Here, just to tie together two recent topics on this page, is the cover of a Little Golden Record of Captain Kangaroo…with Mitch Miller and the Sandpipers. And I thought I'd answer a couple of messages I received asking about famous stories relating to Bob Keeshan. This one is from Mark Skertic…

Like just about everything on your website, I enjoyed your piece on Capt. Kangaroo. But given the history of the Keeshan's career that you outlined, does this mean the story often told about the last Howdy Doody show is not true? The story I've read several times is that on the very last show, Clarabelle ran around during the show with a sign promising a big surprise. Then, at the last minute, just before fade out, Clarabelle approached the camera and talked, for the first time, speaking the words, "Bye, kids?" So did that happen, and was that Clarabelle played by Keeshan?

Yes, Clarabelle did that on the last show in 1960 (He actually said, "Goodbye, kids.") but a gent named Lew Anderson was playing the role by then. Keeshan was long gone by then, having been fired in a purge just before Christmas of 1952.

In case you're interested in the chronology of Mr. Keeshan's shows: After being banned from Doodyville, he went off and took a job with his father-in-law but it didn't work out. He returned to television (local, in New York) in August of 1953 with a show called Time for Fun, in which the entire cast consisted of him as Corny the Clown, plus his dog. That was when he had to learn to speak on camera. Before '53 was out, he added a second show and a second character. On Tinker's Workshop, he played an old toymaker named Tinker. I've never seen any of these but Keeshan always told people that Captain Kangaroo was basically Tinker with more pockets in his coat.

Captain Kangaroo started on October 3, 1955. Most folks don't know it but that wasn't Keeshan's final characterization. During the 1964-1965 season, he turned up on CBS Saturday morning with a show called Mr. Mayor. Mr. Mayor looked and sounded exactly like Cap'n Kangaroo but he was a different guy in a different outfit and with a different set and supporting cast. (The set had a wonderful, elaborate toy train layout.) At the time, I wondered why Bob Keeshan was playing one guy Monday through Friday and a different but similar character on Saturday. When I finally met him, it was one of the first things I asked about and he told me the following story…

It seems that when Captain Kangaroo was launched, Keeshan had an unwanted partner. I think (but am not sure) he said it was related to the fact that the Captain had evolved out of the Tinker character so someone who had a business interest in that show wound up with a percentage of Captain Kangaroo. As he explained it, Keeshan was having trouble with this partner and finally decided he wanted to have total ownership and control of his character. He tried to buy out the partner's interest but when the guy declined, Keeshan threatened to give up Captain Kangaroo and to create a new character…one in which the partner would not share. The partner said, "You wouldn't dare," and Keeshan decided to go ahead with his bluff. When CBS decided they wanted to add a Saturday morning installment of Captain Kangaroo, Keeshan insisted he would do it as Mr. Mayor.

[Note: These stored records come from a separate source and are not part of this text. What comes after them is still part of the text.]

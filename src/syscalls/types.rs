/*!
 * Syscall Types
 * Request and result types for the descriptor syscalls
 */

use serde::{Deserialize, Serialize};

use crate::core::{Fd, FsError};

/// Offset is set to `offset`
pub const SEEK_SET: u32 = 0;
/// Offset is set to its current value plus `offset`
pub const SEEK_CUR: u32 = 1;
/// Offset is set to the file size plus `offset`
pub const SEEK_END: u32 = 2;

/// Descriptor syscall request
#[derive(Debug, Clone, Serialize, Deserialize, PartialEq, Eq)]
#[serde(rename_all = "snake_case", tag = "syscall")]
pub enum Syscall {
    Open {
        path: String,
        /// POSIX-style `O_*` bits
        flags: u32,
        /// Permission bits for a created file
        #[serde(default = "default_mode")]
        mode: u32,
    },
    Read {
        fd: Fd,
        len: usize,
    },
    Write {
        fd: Fd,
        data: Vec<u8>,
    },
    Close {
        fd: Fd,
    },
    Lseek {
        fd: Fd,
        offset: i64,
        whence: u32,
    },
}

fn default_mode() -> u32 {
    0o644
}

impl Syscall {
    /// Name used in spans and logs
    pub fn name(&self) -> &'static str {
        match self {
            Syscall::Open { .. } => "open",
            Syscall::Read { .. } => "read",
            Syscall::Write { .. } => "write",
            Syscall::Close { .. } => "close",
            Syscall::Lseek { .. } => "lseek",
        }
    }
}

/// Syscall outcome as returned to user space
#[derive(Debug, Clone, Serialize, Deserialize, PartialEq, Eq)]
#[serde(rename_all = "snake_case", tag = "status")]
pub enum SyscallResult {
    Success {
        /// Descriptor, byte count or offset, depending on the call
        value: u64,
        /// Bytes produced by `read`
        #[serde(default, skip_serializing_if = "Option::is_none")]
        data: Option<Vec<u8>>,
    },
    Error {
        errno: i32,
        error: FsError,
    },
}

impl SyscallResult {
    #[inline]
    #[must_use]
    pub fn success(value: u64) -> Self {
        Self::Success { value, data: None }
    }

    #[inline]
    #[must_use]
    pub fn success_with_data(data: Vec<u8>) -> Self {
        Self::Success {
            value: data.len() as u64,
            data: Some(data),
        }
    }

    #[inline]
    #[must_use]
    pub const fn is_success(&self) -> bool {
        matches!(self, Self::Success { .. })
    }

    #[inline]
    #[must_use]
    pub const fn is_error(&self) -> bool {
        matches!(self, Self::Error { .. })
    }

    /// Return value on success
    pub fn value(&self) -> Option<u64> {
        match self {
            Self::Success { value, .. } => Some(*value),
            Self::Error { .. } => None,
        }
    }

    /// Payload of a successful read
    pub fn data(&self) -> Option<&[u8]> {
        match self {
            Self::Success { data, .. } => data.as_deref(),
            Self::Error { .. } => None,
        }
    }

    /// Error of a failed call
    pub fn error(&self) -> Option<&FsError> {
        match self {
            Self::Error { error, .. } => Some(error),
            Self::Success { .. } => None,
        }
    }

    /// errno of a failed call
    pub fn errno(&self) -> Option<i32> {
        match self {
            Self::Error { errno, .. } => Some(*errno),
            Self::Success { .. } => None,
        }
    }
}

impl From<FsError> for SyscallResult {
    fn from(error: FsError) -> Self {
        Self::Error {
            errno: error.errno(),
            error,
        }
    }
}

And he did. It was essentially a way to convince the partner that he was serious about abandoning Captain Kangaroo. "I was prepared to do that and continue as Mr. Mayor," he told me. "But what I really hoped was that it would convince him to sell out his interest in Kangaroo." That was how things played out. The partner sold out his share and the following season, the Saturday morning hour of Mr. Mayor was replaced by an hour of Captain Kangaroo. I always thought this was a fascinating story…how close Captain Kangaroo came to disappearing due to a business dispute.

Getting back to the urban legends, there are a dozen different stories around about Lee Marvin and Bob Keeshan serving together in the Marines. In most, they served heroically in Iwo Jima and were awarded many medals. In truth, Keeshan did serve in the Marines but never saw combat and never saw Lee Marvin. There are also stories about Keeshan accidentally uttering a naughty word or doing the show with his fly open, but as far as I know, those things never happened.